CoolBlue | June 13, 2006 01:01 PM

I've promoted the Dewey Donation Drive on my blog along with another project I'm working on, but the backtrack didn't take.

Just so you know.

John Scalzi | June 13, 2006 01:19 PM

I saw it. Thanks!

pamie | June 13, 2006 03:51 PM

Thanks so much, guys! I really appreciate the help.

Midwestern Progressive | June 13, 2006 07:59 PM


I'm in.

Chris in NJ | June 15, 2006 11:53 AM

I donated and I've been re-posting the link every day so it's on the top of my blog. I don't know if I get much traffic, but if I can convince one friend to donate, I'll be happy.

Chris in NJ | June 15, 2006 11:57 AM

I linked to the interview over at BTW on my blog, and I ended up pasting that as my URL here. Sheesh! Anyway it's fixed on this entry if anyone is interested.

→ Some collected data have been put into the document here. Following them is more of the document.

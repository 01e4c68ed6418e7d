use threadboard_core::domain::{Comment, CommentId, NewComment, NewPost, Post, PostId};
use threadboard_core::store::{
    BoardRepository, BoardStore, MemoryBoardRepository, MemoryBoardStore, StoreResult,
};

use crate::db::{PgBoardRepository, PgBoardStore};

/// Storage backend picked at startup.
#[derive(Debug, Clone)]
pub enum BoardBackend {
    Memory(MemoryBoardRepository),
    Postgres(PgBoardRepository),
}

pub enum BoardBackendStore {
    Memory(MemoryBoardStore),
    Postgres(PgBoardStore),
}

macro_rules! dispatch {
    ($store:expr, $inner:ident => $call:expr) => {
        match $store {
            BoardBackendStore::Memory($inner) => $call,
            BoardBackendStore::Postgres($inner) => $call,
        }
    };
}

impl BoardRepository for BoardBackend {
    type Store = BoardBackendStore;

    async fn begin(&self) -> StoreResult<BoardBackendStore> {
        match self {
            BoardBackend::Memory(repo) => Ok(BoardBackendStore::Memory(repo.begin().await?)),
            BoardBackend::Postgres(repo) => Ok(BoardBackendStore::Postgres(repo.begin().await?)),
        }
    }

    fn backend_name(&self) -> &'static str {
        match self {
            BoardBackend::Memory(repo) => repo.backend_name(),
            BoardBackend::Postgres(repo) => repo.backend_name(),
        }
    }
}

impl BoardStore for BoardBackendStore {
    async fn insert_post(&mut self, post: NewPost) -> StoreResult<Post> {
        dispatch!(self, store => store.insert_post(post).await)
    }

    async fn update_post(&mut self, post: &Post) -> StoreResult<Post> {
        dispatch!(self, store => store.update_post(post).await)
    }

    async fn find_post(&mut self, id: PostId) -> StoreResult<Option<Post>> {
        dispatch!(self, store => store.find_post(id).await)
    }

    async fn post_exists(&mut self, id: PostId) -> StoreResult<bool> {
        dispatch!(self, store => store.post_exists(id).await)
    }

    async fn delete_post(&mut self, id: PostId) -> StoreResult<()> {
        dispatch!(self, store => store.delete_post(id).await)
    }

    async fn list_posts(&mut self) -> StoreResult<Vec<Post>> {
        dispatch!(self, store => store.list_posts().await)
    }

    async fn insert_comment(&mut self, comment: NewComment) -> StoreResult<Comment> {
        dispatch!(self, store => store.insert_comment(comment).await)
    }

    async fn find_comment(&mut self, id: CommentId) -> StoreResult<Option<Comment>> {
        dispatch!(self, store => store.find_comment(id).await)
    }

    async fn delete_comment(&mut self, id: CommentId) -> StoreResult<()> {
        dispatch!(self, store => store.delete_comment(id).await)
    }

    async fn find_top_level_comments(&mut self, post_id: PostId) -> StoreResult<Vec<Comment>> {
        dispatch!(self, store => store.find_top_level_comments(post_id).await)
    }

    async fn find_replies(&mut self, parent_id: CommentId) -> StoreResult<Vec<Comment>> {
        dispatch!(self, store => store.find_replies(parent_id).await)
    }

    async fn commit(self) -> StoreResult<()> {
        dispatch!(self, store => store.commit().await)
    }
}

John Scalzi | June 15, 2006 12:39 PM

Thanks, Chris.

Anne C. | June 18, 2006 06:21 PM

Thanks for posting about this, John.
I donated and mentioned it on my blog.

Gretchen | July 11, 2006 10:23 PM

I just wanted to let you know that I am a local in South Mississippi, and I want to thank you in advance for anything you can do. I have access to one small library where my children go to the summer reading program. I used to go the large library downtown as it was a mile from my house, but the first floor was completely destroyed as was much of the second floor. It will be YEARS before it is rebuilt, and we need books now. From all of us here on the Coast who love our books, THANK YOU FOR ALL YOU CAN DO!

TCO | March 18, 2007 04:37 PM

Better off giving cash. If the building is destroyed, that is more critical than the collection. There are so many excess books out there, that most libraries end up disposing of books all the time and won't even accept used books. Hey, but if it makes you feel good, that's the important thing, right?